* Collected data entries *
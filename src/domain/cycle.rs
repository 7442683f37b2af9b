//! Analysis cycle over a list of target instruments.
//!
//! The engine owns one slot per registered strategy. A slot pairs the
//! strategy with its own position book; fills for one strategy never touch
//! another strategy's book.
//!
//! A cycle fetches bars for every target with bounded concurrency, spacing
//! successive fetches by at least `min_call_spacing`, and reports one result
//! per instrument. A failing instrument is logged and reported without
//! affecting the others.

use std::sync::{Mutex, MutexGuard, PoisonError};
use std::time::Duration;

use futures::stream::{self, StreamExt};
use tokio::time::{Instant, Interval, MissedTickBehavior};
use tracing::{info, warn};

use crate::domain::aggregator::SignalAggregator;
use crate::domain::error::SigtraderError;
use crate::domain::ohlcv::BarSeries;
use crate::domain::position::{FillConfirmation, Position, PositionBook};
use crate::domain::signal::Signal;
use crate::domain::sizing::{OrderSizing, PlannedOrder};
use crate::domain::strategy::SignalSource;
use crate::domain::universe::{DEFAULT_MAX_INSTRUMENTS, select_targets};
use crate::ports::bar_port::BarPort;

#[derive(Debug, Clone, PartialEq)]
pub struct CycleConfig {
    pub max_instruments: usize,
    pub concurrency: usize,
    pub min_call_spacing: Duration,
    /// Bars requested per instrument.
    pub bar_count: usize,
}

impl Default for CycleConfig {
    fn default() -> Self {
        Self {
            max_instruments: DEFAULT_MAX_INSTRUMENTS,
            concurrency: 4,
            min_call_spacing: Duration::from_millis(200),
            bar_count: 50,
        }
    }
}

/// Scheduler state handed to a single cycle.
#[derive(Debug, Clone, PartialEq, Default)]
pub struct CycleRequest {
    pub targets: Vec<String>,
    pub trading_open: bool,
}

#[derive(Debug)]
pub struct InstrumentOutcome {
    pub instrument: String,
    /// Ranked signals, or why the instrument was skipped this cycle.
    pub result: Result<Vec<Signal>, SigtraderError>,
}

#[derive(Debug, Default)]
pub struct CycleReport {
    /// One entry per analyzed target, in target order.
    pub outcomes: Vec<InstrumentOutcome>,
}

impl CycleReport {
    pub fn is_empty(&self) -> bool {
        self.outcomes.is_empty()
    }

    pub fn signals(&self) -> impl Iterator<Item = &Signal> {
        self.outcomes
            .iter()
            .filter_map(|o| o.result.as_ref().ok())
            .flatten()
    }

    pub fn failures(&self) -> impl Iterator<Item = (&str, &SigtraderError)> {
        self.outcomes
            .iter()
            .filter_map(|o| o.result.as_ref().err().map(|e| (o.instrument.as_str(), e)))
    }

    pub fn outcome(&self, instrument: &str) -> Option<&InstrumentOutcome> {
        self.outcomes.iter().find(|o| o.instrument == instrument)
    }
}

pub struct StrategySlot {
    source: Box<dyn SignalSource>,
    active: bool,
    book: Mutex<PositionBook>,
}

impl StrategySlot {
    pub fn new(source: Box<dyn SignalSource>) -> Self {
        let book = PositionBook::new(source.strategy_id());
        Self {
            source,
            active: true,
            book: Mutex::new(book),
        }
    }

    pub fn strategy_id(&self) -> &str {
        self.source.strategy_id()
    }

    pub fn is_active(&self) -> bool {
        self.active
    }

    // A panic while holding the lock cannot leave the book half-updated:
    // apply_fill validates before it mutates.
    fn book(&self) -> MutexGuard<'_, PositionBook> {
        self.book.lock().unwrap_or_else(PoisonError::into_inner)
    }
}

/// Shared gate that lets one bar fetch through per tick.
struct Pacer {
    interval: Option<tokio::sync::Mutex<Interval>>,
}

impl Pacer {
    fn new(spacing: Duration) -> Self {
        let interval = (!spacing.is_zero()).then(|| {
            let mut interval = tokio::time::interval(spacing);
            interval.set_missed_tick_behavior(MissedTickBehavior::Delay);
            tokio::sync::Mutex::new(interval)
        });
        Self { interval }
    }

    async fn wait(&self) {
        if let Some(interval) = &self.interval {
            interval.lock().await.tick().await;
        }
    }
}

pub struct AnalysisEngine {
    slots: Vec<StrategySlot>,
    aggregator: SignalAggregator,
    config: CycleConfig,
}

impl AnalysisEngine {
    pub fn new(config: CycleConfig, aggregator: SignalAggregator) -> Self {
        Self {
            slots: Vec::new(),
            aggregator,
            config,
        }
    }

    /// Register a strategy. Strategies are evaluated in registration order.
    pub fn with_strategy(mut self, source: impl SignalSource + 'static) -> Self {
        self.slots.push(StrategySlot::new(Box::new(source)));
        self
    }

    pub fn config(&self) -> &CycleConfig {
        &self.config
    }

    pub fn slots(&self) -> &[StrategySlot] {
        &self.slots
    }

    pub fn strategy_ids(&self) -> Vec<&str> {
        self.slots.iter().map(StrategySlot::strategy_id).collect()
    }

    fn slot(&self, strategy_id: &str) -> Result<&StrategySlot, SigtraderError> {
        self.slots
            .iter()
            .find(|s| s.strategy_id() == strategy_id)
            .ok_or_else(|| SigtraderError::UnknownStrategy {
                id: strategy_id.to_string(),
            })
    }

    pub fn set_active(&mut self, strategy_id: &str, active: bool) -> Result<(), SigtraderError> {
        let slot = self
            .slots
            .iter_mut()
            .find(|s| s.strategy_id() == strategy_id)
            .ok_or_else(|| SigtraderError::UnknownStrategy {
                id: strategy_id.to_string(),
            })?;
        slot.active = active;
        Ok(())
    }

    /// Evaluate every active strategy on `bars` and rank the combined signals.
    pub fn analyze_instrument(&self, bars: &BarSeries) -> Result<Vec<Signal>, SigtraderError> {
        let mut signals = Vec::new();
        for slot in self.slots.iter().filter(|s| s.active) {
            let book = slot.book().clone();
            signals.extend(slot.source.evaluate(bars, &book)?);
        }
        Ok(self.aggregator.aggregate(signals))
    }

    pub async fn run_cycle(&self, request: &CycleRequest, port: &dyn BarPort) -> CycleReport {
        if !request.trading_open {
            info!(targets = request.targets.len(), "trading window closed, cycle skipped");
            return CycleReport::default();
        }

        let started = Instant::now();
        let targets = select_targets(&request.targets, self.config.max_instruments);
        let pacer = Pacer::new(self.config.min_call_spacing);
        let pacer = &pacer;

        let outcomes: Vec<InstrumentOutcome> = stream::iter(targets)
            .map(|instrument| async move {
                pacer.wait().await;
                let result = port
                    .fetch_bars(&instrument, self.config.bar_count)
                    .await
                    .and_then(|bars| self.analyze_instrument(&bars));
                if let Err(err) = &result {
                    warn!(instrument = %instrument, error = %err, "instrument skipped this cycle");
                }
                InstrumentOutcome { instrument, result }
            })
            .buffered(self.config.concurrency.max(1))
            .collect()
            .await;

        let report = CycleReport { outcomes };
        info!(
            instruments = report.outcomes.len(),
            signals = report.signals().count(),
            failures = report.failures().count(),
            elapsed_ms = started.elapsed().as_millis() as u64,
            "analysis cycle complete"
        );
        report
    }

    /// Route a broker confirmation to the book of the strategy that placed it.
    pub fn apply_fill(
        &self,
        strategy_id: &str,
        fill: &FillConfirmation,
    ) -> Result<Option<Position>, SigtraderError> {
        self.slot(strategy_id)?.book().apply_confirmation(fill)
    }

    pub fn positions(&self, strategy_id: &str) -> Result<Vec<Position>, SigtraderError> {
        Ok(self.slot(strategy_id)?.book().snapshot())
    }

    /// Size each signal against the book of the strategy that produced it.
    pub fn plan_orders(&self, sizing: &OrderSizing, signals: &[Signal]) -> Vec<PlannedOrder> {
        signals
            .iter()
            .filter_map(|signal| {
                let slot = self.slot(signal.strategy_id()).ok()?;
                sizing.plan_order(signal, &slot.book())
            })
            .collect()
    }
}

* WHAT THIS TASK INVOLVES *
Looking at the records above, which lines contain "PartialEq"? Copy those lines.

* PROBLEM SOLUTION *
#[derive(Debug, Clone, PartialEq)]
#[derive(Debug, Clone, PartialEq, Default)]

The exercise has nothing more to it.